Final answer:
Sodium benzoate interacts with water primarily through hydrogen bonding, due to its carboxylate group. While its ionic nature suggests possible ionic bonding with water, this interaction is actually characterized as ion-dipole interactions. Sodium benzoate's aromatic ring decreases its overall polarity and solubility compared to fully ionic compounds.
Step-by-step explanation:
The strongest intermolecular force with which sodium benzoate will interact with the solvent water is hydrogen bonding. Sodium benzoate is structurally similar to benzoic acid, consisting of a benzoate ion (the conjugate base of benzoic acid) and a sodium ion. Due to the presence of the carboxylate group, the benzoate ion can form hydrogen bonds with water molecules. Although it is an ionic compound and could potentially form ionic bonds with water, the complete solvation of the ions by water molecules is better defined as ion-dipole interactions.
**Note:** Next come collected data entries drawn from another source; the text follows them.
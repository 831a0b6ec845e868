//! Middleware references and their normalization into chain handlers.
//!
//! Middleware comes in two shapes:
//!
//! - **Function** middleware: anything implementing [`Handler`], typically
//!   `async fn(Request, Responder, Next) -> Result<(), Error>`, or one
//!   shared [`Middleware`] instance.
//! - **Instantiable** middleware: a type implementing [`Middleware`] that is
//!   constructed afresh for every request, so per-request state in its
//!   fields never leaks between requests.
//!
//! [`middleware_handler`] turns either shape into a [`BoxedHandler`].
//! Errors and panics raised by the middleware are forwarded to
//! [`Next::fail`]; they never unwind into the server.

use std::any::type_name;
use std::panic::{AssertUnwindSafe, catch_unwind};
use std::sync::Arc;

use async_trait::async_trait;
use futures_util::FutureExt;
use tracing::error;

use crate::error::{Error, HttpError};
use crate::handler::{BoxFuture, BoxedHandler, ErasedHandler, Handler, Next, private};
use crate::request::Request;
use crate::responder::Responder;

/// Middleware with a `handle` capability.
///
/// ```rust
/// use async_trait::async_trait;
/// use trellis::{Error, HttpError, Middleware, Next, Request, Responder};
///
/// #[derive(Default)]
/// struct RequireToken;
///
/// #[async_trait]
/// impl Middleware for RequireToken {
///     async fn handle(&self, req: Request, res: Responder, next: Next) -> Result<(), Error> {
///         if req.header("authorization").is_none() {
///             return Err(HttpError::Unauthorized("missing token".into()).into());
///         }
///         next.run(req, res).await;
///         Ok(())
///     }
/// }
/// ```
#[async_trait]
pub trait Middleware: Send + Sync + 'static {
    async fn handle(&self, req: Request, res: Responder, next: Next) -> Result<(), Error>;
}

type Factory = Arc<dyn Fn() -> Option<Box<dyn Middleware>> + Send + Sync + 'static>;

/// A reference to middleware, resolved to a handler when routes are bound.
#[derive(Clone)]
pub enum MiddlewareRef {
    Function(BoxedHandler),
    Instantiable { name: &'static str, factory: Factory },
}

impl MiddlewareRef {
    /// Function middleware.
    pub fn function(handler: impl Handler) -> Self {
        Self::Function(handler.into_boxed_handler())
    }

    /// One `Middleware` instance shared by every request.
    pub fn instance(middleware: impl Middleware) -> Self {
        Self::Function(Arc::new(Shared(Arc::new(middleware))))
    }

    /// `M` constructed with `Default` on every invocation.
    pub fn of<M: Middleware + Default>() -> Self {
        Self::Instantiable {
            name: type_name::<M>(),
            factory: Arc::new(|| Some(Box::new(M::default()) as Box<dyn Middleware>)),
        }
    }

    /// `M` constructed by `factory` on every invocation. A factory that
    /// yields `None` lets the request through untouched.
    pub fn factory<M, F>(factory: F) -> Self
    where
        M: Middleware,
        F: Fn() -> Option<M> + Send + Sync + 'static,
    {
        Self::Instantiable {
            name: type_name::<M>(),
            factory: Arc::new(move || factory().map(|m| Box::new(m) as Box<dyn Middleware>)),
        }
    }

    /// Label used in logs.
    pub fn name(&self) -> &'static str {
        match self {
            Self::Function(_) => "function",
            Self::Instantiable { name, .. } => name,
        }
    }
}

impl std::fmt::Debug for MiddlewareRef {
    fn fmt(&self, f: &mut std::fmt::Formatter<'_>) -> std::fmt::Result {
        f.debug_tuple("MiddlewareRef").field(&self.name()).finish()
    }
}

impl private::Sealed for MiddlewareRef {}

impl Handler for MiddlewareRef {
    fn into_boxed_handler(self) -> BoxedHandler {
        middleware_handler(self)
    }
}

/// Normalizes a middleware reference into a chain handler.
pub fn middleware_handler(middleware: MiddlewareRef) -> BoxedHandler {
    match middleware {
        MiddlewareRef::Function(handler) => Arc::new(CatchPanic(handler)),
        MiddlewareRef::Instantiable { name, factory } => Arc::new(Instantiate { name, factory }),
    }
}

fn panicked(name: &str) -> Error {
    error!(middleware = name, "middleware panicked");
    HttpError::internal("middleware panicked").into()
}

struct Shared(Arc<dyn Middleware>);

impl ErasedHandler for Shared {
    fn call(&self, req: Request, res: Responder, next: Next) -> BoxFuture<()> {
        let middleware = Arc::clone(&self.0);
        Box::pin(async move {
            let (fail_res, fail_next) = (res.clone(), next.clone());
            if let Err(err) = middleware.handle(req, res, next).await {
                fail_next.fail(fail_res, err).await;
            }
        })
    }
}

struct CatchPanic(BoxedHandler);

impl ErasedHandler for CatchPanic {
    fn call(&self, req: Request, res: Responder, next: Next) -> BoxFuture<()> {
        let (fail_res, fail_next) = (res.clone(), next.clone());
        let Ok(fut) = catch_unwind(AssertUnwindSafe(|| self.0.call(req, res, next))) else {
            return fail_next.fail(fail_res, panicked("function"));
        };
        Box::pin(async move {
            if AssertUnwindSafe(fut).catch_unwind().await.is_err() {
                fail_next.fail(fail_res, panicked("function")).await;
            }
        })
    }
}

struct Instantiate {
    name: &'static str,
    factory: Factory,
}

impl ErasedHandler for Instantiate {
    fn call(&self, req: Request, res: Responder, next: Next) -> BoxFuture<()> {
        let (fail_res, fail_next) = (res.clone(), next.clone());
        let name = self.name;

        let instance = match catch_unwind(AssertUnwindSafe(|| (self.factory)())) {
            Ok(Some(instance)) => instance,
            Ok(None) => return next.run(req, res),
            Err(_) => return fail_next.fail(fail_res, panicked(name)),
        };

        Box::pin(async move {
            match AssertUnwindSafe(instance.handle(req, res, next)).catch_unwind().await {
                Ok(Ok(())) => {}
                Ok(Err(err)) => fail_next.fail(fail_res, err).await,
                Err(_) => fail_next.fail(fail_res, panicked(name)).await,
            }
        })
    }
}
Hydrogen bonds are strong intermolecular interactions, stronger than dipole-dipole interactions and London dispersion forces, which leads to a decent solubility in water. However, it is important to note that the nonpolar aromatic ring also present in sodium benzoate reduces its overall polarity, making its solubility less than that of a fully ionic compound like LiCl but more than that of a completely nonpolar compound like naphthalene.